The Alfred M. Landon Lecture Series is a series of speeches on current public affairs, which is organized and hosted by Kansas State University, in Manhattan, Kansas, United States. It is named after Kansas politician Alf Landon, former Governor of Kansas and Republican presidential candidate. The first lecture in the series was given by Landon on December 13, 1966.

The lecture series has been described as "prestigious," and Eric Lichtblau noted in his 2008 book Bush's Law: The Remaking of American Justice that the "Landon Lecture Series has provided an unlikely but powerful platform allowing world leaders, from Ronald Reagan and Mikhail Gorbachev to Jimmy Carter and Henry Kissinger, to expound on the critical public issues of the day."

Among the speakers who have delivered Landon Lectures are ten Nobel laureates, eight Pulitzer Prize-winners, and more than 40 Presidential Medal of Freedom recipients.

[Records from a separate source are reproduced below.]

use fact_dedup::embedding::{EmbeddingError, EmbeddingProvider, EmbeddingTable};
use fact_dedup::record::{ingest, RawRecord, Record};
use fact_dedup::text::normalize;
use fact_dedup::types::{DedupMethod, RecordId};
use fact_dedup::{ConfigError, DedupConfig, DedupPipeline, PipelineError};

fn corpus_records() -> Vec<Record> {
    ingest(vec![
        RawRecord::new("Honey never spoils and can last for thousands of years.", "food"),
        RawRecord::new("The cat sleeps.", "animals"),
        RawRecord::new("Honey never spoils and can last thousands of years.", "food"),
        RawRecord::new("the cat sleeps", "animals"),
        RawRecord::new("Dogs bark loudly at night.", "animals"),
        RawRecord::new("Octopuses have three hearts and blue blood.", "animals"),
        RawRecord::new("Octopuses have three hearts plus blue blood.", "animals"),
        RawRecord::new("Bananas are berries but strawberries are not.", "food"),
    ])
    .unwrap()
}

/// Hashes normalized text into a small vector; identical texts embed identically.
struct HashingEmbedder;

impl EmbeddingProvider for HashingEmbedder {
    fn embed(&self, texts: &[String]) -> Result<Vec<Vec<f32>>, EmbeddingError> {
        Ok(texts
            .iter()
            .map(|t| {
                let mut v = vec![0.0f32; 16];
                for word in t.split(' ') {
                    let bucket = word.bytes().fold(7usize, |h, b| h.wrapping_mul(31).wrapping_add(b as usize)) % 16;
                    v[bucket] += 1.0;
                }
                v
            })
            .collect())
    }
}

struct Offline;

impl EmbeddingProvider for Offline {
    fn embed(&self, _texts: &[String]) -> Result<Vec<Vec<f32>>, EmbeddingError> {
        Err(EmbeddingError::Unavailable("model server down".into()))
    }
}

struct ShortAnswer;

impl EmbeddingProvider for ShortAnswer {
    fn embed(&self, texts: &[String]) -> Result<Vec<Vec<f32>>, EmbeddingError> {
        Ok(texts.iter().skip(1).map(|_| vec![1.0, 0.0]).collect())
    }
}

#[test]
fn scenario_three_records_two_survive() {
    let pipeline = DedupPipeline::default();
    let output = pipeline
        .run_raw(vec![
            RawRecord::new("The cat sleeps.", "animals"),
            RawRecord::new("the cat sleeps", "animals"),
            RawRecord::new("Dogs bark loudly at night.", "animals"),
        ])
        .unwrap();

    let texts: Vec<&str> = output.corpus.records().iter().map(|r| r.text.as_str()).collect();
    assert_eq!(texts, vec!["The cat sleeps.", "Dogs bark loudly at night."]);
    assert_eq!(output.removals.len(), 1);
    assert_eq!(output.removals[0].method, DedupMethod::Exact);
    assert_eq!(output.removals[0].removed_id, RecordId::new(1));
}

#[test]
fn lexical_pass_report_and_log_order() {
    let output = DedupPipeline::lexical(DedupConfig::default()).unwrap().run(corpus_records());

    // exact removals come first in the log
    let methods: Vec<DedupMethod> = output.removals.iter().map(|d| d.method).collect();
    assert_eq!(methods, vec![DedupMethod::Exact, DedupMethod::Lexical, DedupMethod::Lexical]);

    let report = &output.report;
    assert_eq!(report.input_records, 8);
    assert_eq!(report.exact_removed, 1);
    assert_eq!(report.similarity_method, DedupMethod::Lexical);
    assert_eq!(report.similarity_removed, 2);
    assert_eq!(report.output_records, 5);
    assert_eq!(report.fallback_reason, None);
    assert_eq!(report.categories.get("animals"), Some(&3));
    assert_eq!(report.categories.get("food"), Some(&2));

    let labels: Vec<&str> = output.corpus.groups().iter().map(|(l, _)| *l).collect();
    assert_eq!(labels, vec!["animals", "food"]);
}

#[test]
fn invariant_pipeline_is_idempotent() {
    let pipeline = DedupPipeline::lexical(DedupConfig::default()).unwrap();

    let first = pipeline.run(corpus_records());
    let second = pipeline.run(first.corpus.clone().into_records());

    assert!(second.removals.is_empty());
    assert_eq!(second.corpus, first.corpus);
}

#[test]
fn invariant_semantic_pipeline_is_idempotent() {
    let pipeline = DedupPipeline::semantic(DedupConfig::default(), HashingEmbedder).unwrap();

    let first = pipeline.run(corpus_records());
    assert_eq!(first.report.similarity_method, DedupMethod::Semantic);
    assert!(first
        .removals
        .iter()
        .skip(first.report.exact_removed)
        .all(|d| d.method == DedupMethod::Semantic));

    let second = pipeline.run(first.corpus.clone().into_records());
    assert!(second.removals.is_empty());
}

#[test]
fn invariant_runs_are_deterministic() {
    let pipeline = DedupPipeline::lexical(DedupConfig::default()).unwrap();

    let a = pipeline.run(corpus_records());
    let b = pipeline.run(corpus_records());

    assert_eq!(
        serde_json::to_string(&a.corpus).unwrap(),
        serde_json::to_string(&b.corpus).unwrap()
    );
    assert_eq!(a.removals, b.removals);
}

#[test]
fn provider_failure_falls_back_to_lexical() {
    let lexical = DedupPipeline::lexical(DedupConfig::default()).unwrap().run(corpus_records());

    for output in [
        DedupPipeline::semantic(DedupConfig::default(), Offline).unwrap().run(corpus_records()),
        DedupPipeline::semantic(DedupConfig::default(), ShortAnswer).unwrap().run(corpus_records()),
    ] {
        assert_eq!(output.report.similarity_method, DedupMethod::Lexical);
        assert!(output.report.fallback_reason.is_some());
        assert_eq!(output.corpus, lexical.corpus);
        assert_eq!(output.removals, lexical.removals);
    }
}

#[test]
fn incomplete_embedding_table_falls_back() {
    let table: EmbeddingTable = vec![("The cat sleeps.", vec![1.0, 0.0])].into_iter().collect();
    let output = DedupPipeline::semantic(DedupConfig::default(), &table).unwrap().run(corpus_records());

    assert_eq!(output.report.similarity_method, DedupMethod::Lexical);
    let reason = output.report.fallback_reason.unwrap();
    assert!(reason.contains("unavailable"), "{reason}");
}

#[test]
fn complete_embedding_table_runs_semantic() {
    let records = corpus_records();
    let table: EmbeddingTable = records
        .iter()
        .enumerate()
        .map(|(i, r)| {
            // the honey pair shares a direction, everything else is orthogonal
            let mut v = vec![0.0f32; records.len()];
            v[if i == 2 { 0 } else { i }] = 1.0;
            (normalize(&r.text), v)
        })
        .collect();

    let output = DedupPipeline::semantic(DedupConfig::default(), table).unwrap().run(records);

    assert_eq!(output.report.similarity_method, DedupMethod::Semantic);
    assert_eq!(output.report.similarity_removed, 1);
    let semantic = &output.removals[output.report.exact_removed];
    assert_eq!(semantic.kept_id, RecordId::new(0));
    assert_eq!(semantic.removed_id, RecordId::new(2));
}

#[test]
fn invalid_configuration_fails_before_any_work() {
    let bad_threshold = DedupConfig {
        lexical_threshold: 1.5,
        ..DedupConfig::default()
    };
    assert!(matches!(
        DedupPipeline::lexical(bad_threshold),
        Err(ConfigError::ThresholdOutOfRange { name: "lexical_threshold", .. })
    ));

    let bad_block = DedupConfig {
        block_size: 0,
        ..DedupConfig::default()
    };
    assert!(matches!(
        DedupPipeline::semantic(bad_block, HashingEmbedder),
        Err(ConfigError::InvalidBlockSize)
    ));

    let nan = DedupConfig {
        semantic_threshold: f64::NAN,
        ..DedupConfig::default()
    };
    assert!(nan.validate().is_err());
}

#[test]
fn malformed_record_rejected_at_ingestion() {
    let err = DedupPipeline::default()
        .run_raw(vec![RawRecord::new("fine", "x"), RawRecord::new("   ", "x")])
        .unwrap_err();
    assert!(matches!(err, PipelineError::Record(_)));
}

Every U.S. President from the founding of the series in 1966 to 2008 delivered a Landon lecture, excepting only Lyndon B. Johnson. George W. Bush (2006), Ronald Reagan (1982) and Richard Nixon (1970) delivered speeches during their tenure in office. Bill Clinton (2007), Jimmy Carter (1991) and Gerald Ford (1978) spoke after leaving office. George H. W. Bush delivered a Landon Lecture while serving as vice president of the United States in 1985, before being elected to the presidency. Before Reagan delivered his Landon Lecture as U.S. president in 1982, he previously spoke in the series in 1967, while governor of California.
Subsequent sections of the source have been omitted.